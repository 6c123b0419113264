mod common;

use std::hint::black_box;

use criterion::{criterion_group, criterion_main, BenchmarkId, Criterion};
use floorsight::cancel::CancelToken;
use floorsight::heatmap::{compute_heatmap, HeatmapConfig};

const SPACINGS: [f64; 3] = [100.0, 50.0, 25.0];

fn heatmap_spacing_benches(c: &mut Criterion) {
    let plan = common::pillar_hall(3);
    let features = common::features_on_all(&plan);
    let cancel = CancelToken::new();
    let mut group = c.benchmark_group("heatmap/spacing");

    for &spacing in &SPACINGS {
        let cells = (common::ROOM / spacing).ceil() as usize;
        group.throughput(common::elements_throughput(cells * cells));
        let config = HeatmapConfig::new(spacing);

        group.bench_with_input(BenchmarkId::from_parameter(spacing), &config, |b, config| {
            b.iter(|| {
                let grid = compute_heatmap(&plan, &features, config, &cancel).expect("heatmap");
                black_box(grid.stats().sampled);
            });
        });
    }

    group.finish();
}

fn heatmap_threads_benches(c: &mut Criterion) {
    let plan = common::pillar_hall(3);
    let features = common::features_on_all(&plan);
    let cancel = CancelToken::new();
    let mut group = c.benchmark_group("heatmap/threads");

    for threads in [1usize, 2, 4] {
        let config = HeatmapConfig::new(50.0).with_threads(Some(threads));
        group.bench_with_input(BenchmarkId::from_parameter(threads), &config, |b, config| {
            b.iter(|| {
                let grid = compute_heatmap(&plan, &features, config, &cancel).expect("heatmap");
                black_box(grid.max_score());
            });
        });
    }

    group.finish();
}

criterion_group! {
    name = benches;
    config = common::default_criterion();
    targets = heatmap_spacing_benches, heatmap_threads_benches
}
criterion_main!(benches);
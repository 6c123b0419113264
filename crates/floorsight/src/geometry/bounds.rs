//! Axis-aligned bounding boxes.
#[cfg(feature = "serde")]
use serde::{Deserialize, Serialize};

use super::Point;

/// Axis-aligned bounding box with inclusive bounds.
#[cfg_attr(feature = "serde", derive(Serialize, Deserialize))]
#[derive(Clone, Copy, Debug, PartialEq)]
pub struct Aabb {
    pub min: Point,
    pub max: Point,
}

impl Aabb {
    pub fn new(min: Point, max: Point) -> Self {
        Self {
            min: min.min(max),
            max: min.max(max),
        }
    }

    /// Smallest box enclosing all points, or `None` for an empty iterator.
    pub fn from_points(points: impl IntoIterator<Item = Point>) -> Option<Self> {
        let mut iter = points.into_iter();
        let first = iter.next()?;
        let (min, max) = iter.fold((first, first), |(lo, hi), p| (lo.min(p), hi.max(p)));
        Some(Self { min, max })
    }

    pub fn width(&self) -> f64 {
        self.max.x - self.min.x
    }

    pub fn height(&self) -> f64 {
        self.max.y - self.min.y
    }

    pub fn extent(&self) -> Point {
        self.max - self.min
    }

    pub fn center(&self) -> Point {
        (self.min + self.max) * 0.5
    }

    pub fn contains(&self, p: Point) -> bool {
        p.x >= self.min.x && p.x <= self.max.x && p.y >= self.min.y && p.y <= self.max.y
    }

    pub fn union(&self, other: &Aabb) -> Aabb {
        Aabb {
            min: self.min.min(other.min),
            max: self.max.max(other.max),
        }
    }
}

#[cfg(test)]
mod tests {
    use super::*;

    #[test]
    fn from_points_covers_all_inputs() {
        let b = Aabb::from_points([
            Point::new(3.0, -1.0),
            Point::new(-2.0, 4.0),
            Point::new(0.0, 0.0),
        ])
        .expect("non-empty");
        assert_eq!(b.min, Point::new(-2.0, -1.0));
        assert_eq!(b.max, Point::new(3.0, 4.0));
        assert_eq!(b.width(), 5.0);
        assert_eq!(b.height(), 5.0);
        assert_eq!(b.center(), Point::new(0.5, 1.5));
    }

    #[test]
    fn empty_iterator_has_no_bounds() {
        assert!(Aabb::from_points(std::iter::empty()).is_none());
    }

    #[test]
    fn contains_is_inclusive_and_new_orders_corners() {
        let b = Aabb::new(Point::new(10.0, 10.0), Point::new(0.0, 0.0));
        assert_eq!(b.min, Point::ZERO);
        assert!(b.contains(Point::new(10.0, 0.0)));
        assert!(!b.contains(Point::new(10.1, 0.0)));
        let u = b.union(&Aabb::new(Point::new(-1.0, 5.0), Point::new(2.0, 20.0)));
        assert_eq!(u.min, Point::new(-1.0, 0.0));
        assert_eq!(u.max, Point::new(10.0, 20.0));
    }
}
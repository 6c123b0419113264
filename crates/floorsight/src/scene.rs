//! Editable floor plan and feature table with versioned, immutable snapshots.
//!
//! A [`Scene`] is the mutable state a caller edits between requests. Each computation runs on a
//! [`Snapshot`], which shares the current plan and feature table by `Arc`. Edits made while a
//! computation is running copy the shared data first, so a snapshot never observes them.
use std::sync::Arc;

use tracing::warn;

use crate::cancel::CancelToken;
use crate::error::{Error, Result};
use crate::floorplan::FloorPlan;
use crate::geometry::Point;
use crate::heatmap::{compute_heatmap, feature_scores, score_viewpoint, HeatmapConfig, HeatmapGrid};
use crate::isovist::{visibility_polygon_with, IsovistConfig, VisibilityPolygon};
use crate::sensitivity::{ContrastSensitivity, Feature, FeatureTable};

/// Current floor plan and features, with a version bumped on every edit.
#[derive(Clone, Debug)]
pub struct Scene {
    plan: Arc<FloorPlan>,
    features: Arc<FeatureTable>,
    version: u64,
}

impl Scene {
    pub fn new(plan: FloorPlan) -> Self {
        Self {
            plan: Arc::new(plan),
            features: Arc::new(FeatureTable::new()),
            version: 0,
        }
    }

    /// Scene with a feature table, checked against the plan.
    pub fn with_features(plan: FloorPlan, features: FeatureTable) -> Result<Self> {
        for feature in features.iter() {
            feature.validate()?;
        }
        features.validate_against(&plan)?;
        Ok(Self {
            plan: Arc::new(plan),
            features: Arc::new(features),
            version: 0,
        })
    }

    pub fn plan(&self) -> &FloorPlan {
        &self.plan
    }

    pub fn features(&self) -> &FeatureTable {
        &self.features
    }

    pub fn version(&self) -> u64 {
        self.version
    }

    /// Replace the floor plan. Features on obstacles that no longer exist are dropped and their
    /// indices returned.
    pub fn set_plan(&mut self, plan: FloorPlan) -> Vec<usize> {
        let dropped = if self.features.iter().any(|f| plan.obstacle(f.obstacle_index).is_none()) {
            Arc::make_mut(&mut self.features).retain_in(&plan)
        } else {
            Vec::new()
        };
        if !dropped.is_empty() {
            warn!(
                "Dropped {} feature(s) on removed obstacles: {:?}.",
                dropped.len(),
                dropped
            );
        }
        self.plan = Arc::new(plan);
        self.bump();
        dropped
    }

    /// Attach a feature to its obstacle, returning the one it replaced.
    pub fn set_feature(&mut self, feature: Feature) -> Result<Option<Feature>> {
        if self.plan.obstacle(feature.obstacle_index).is_none() {
            return Err(Error::UnknownObstacle {
                index: feature.obstacle_index,
            });
        }
        let replaced = Arc::make_mut(&mut self.features).insert(feature)?;
        self.bump();
        Ok(replaced)
    }

    /// Edit the feature on obstacle `index`; invalid edits leave the scene unchanged.
    pub fn update_feature(&mut self, index: usize, f: impl FnOnce(&mut Feature)) -> Result<()> {
        if !self.features.contains(index) {
            return Err(Error::UnknownObstacle { index });
        }
        Arc::make_mut(&mut self.features).update(index, f)?;
        self.bump();
        Ok(())
    }

    pub fn remove_feature(&mut self, index: usize) -> Option<Feature> {
        if !self.features.contains(index) {
            return None;
        }
        let removed = Arc::make_mut(&mut self.features).remove(index);
        self.bump();
        removed
    }

    /// Immutable view of the current state for one computation.
    pub fn snapshot(&self) -> Snapshot {
        Snapshot {
            plan: Arc::clone(&self.plan),
            features: Arc::clone(&self.features),
            version: self.version,
        }
    }

    fn bump(&mut self) {
        self.version += 1;
    }
}

/// Read-only plan and features as of one [`Scene`] version.
#[derive(Clone, Debug)]
pub struct Snapshot {
    plan: Arc<FloorPlan>,
    features: Arc<FeatureTable>,
    version: u64,
}

impl Snapshot {
    pub fn plan(&self) -> &FloorPlan {
        &self.plan
    }

    pub fn features(&self) -> &FeatureTable {
        &self.features
    }

    pub fn version(&self) -> u64 {
        self.version
    }

    pub fn visibility(&self, viewpoint: Point, config: &IsovistConfig) -> Result<VisibilityPolygon> {
        visibility_polygon_with(&self.plan, viewpoint, config)
    }

    /// Per-feature detectability from `viewpoint`, in ascending obstacle index.
    pub fn feature_scores(
        &self,
        viewpoint: Point,
        config: &IsovistConfig,
        curve: &dyn ContrastSensitivity,
    ) -> Result<Vec<(usize, f64)>> {
        let isovist = self.visibility(viewpoint, config)?;
        Ok(feature_scores(&self.plan, &isovist, &self.features, curve))
    }

    pub fn score(&self, viewpoint: Point, config: &HeatmapConfig) -> Result<f64> {
        score_viewpoint(&self.plan, &self.features, viewpoint, config)
    }

    pub fn heatmap(&self, config: &HeatmapConfig, cancel: &CancelToken) -> Result<HeatmapGrid> {
        compute_heatmap(&self.plan, &self.features, config, cancel)
    }
}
--- --- ---
--- Task brief ---
Reproducing the whole listing above is not the task. Copy exactly only the lines from the one with "Read-only plan and" to the one with "let isovist = self.visibility(viewpoint, config)?;", both kept.

--- Response to this exercise ---
/// Read-only plan and features as of one [`Scene`] version.
#[derive(Clone, Debug)]
pub struct Snapshot {
    plan: Arc<FloorPlan>,
    features: Arc<FeatureTable>,
    version: u64,
}

impl Snapshot {
    pub fn plan(&self) -> &FloorPlan {
        &self.plan
    }

    pub fn features(&self) -> &FeatureTable {
        &self.features
    }

    pub fn version(&self) -> u64 {
        self.version
    }

    pub fn visibility(&self, viewpoint: Point, config: &IsovistConfig) -> Result<VisibilityPolygon> {
        visibility_polygon_with(&self.plan, viewpoint, config)
    }

    /// Per-feature detectability from `viewpoint`, in ascending obstacle index.
    pub fn feature_scores(
        &self,
        viewpoint: Point,
        config: &IsovistConfig,
        curve: &dyn ContrastSensitivity,
    ) -> Result<Vec<(usize, f64)>> {
        let isovist = self.visibility(viewpoint, config)?;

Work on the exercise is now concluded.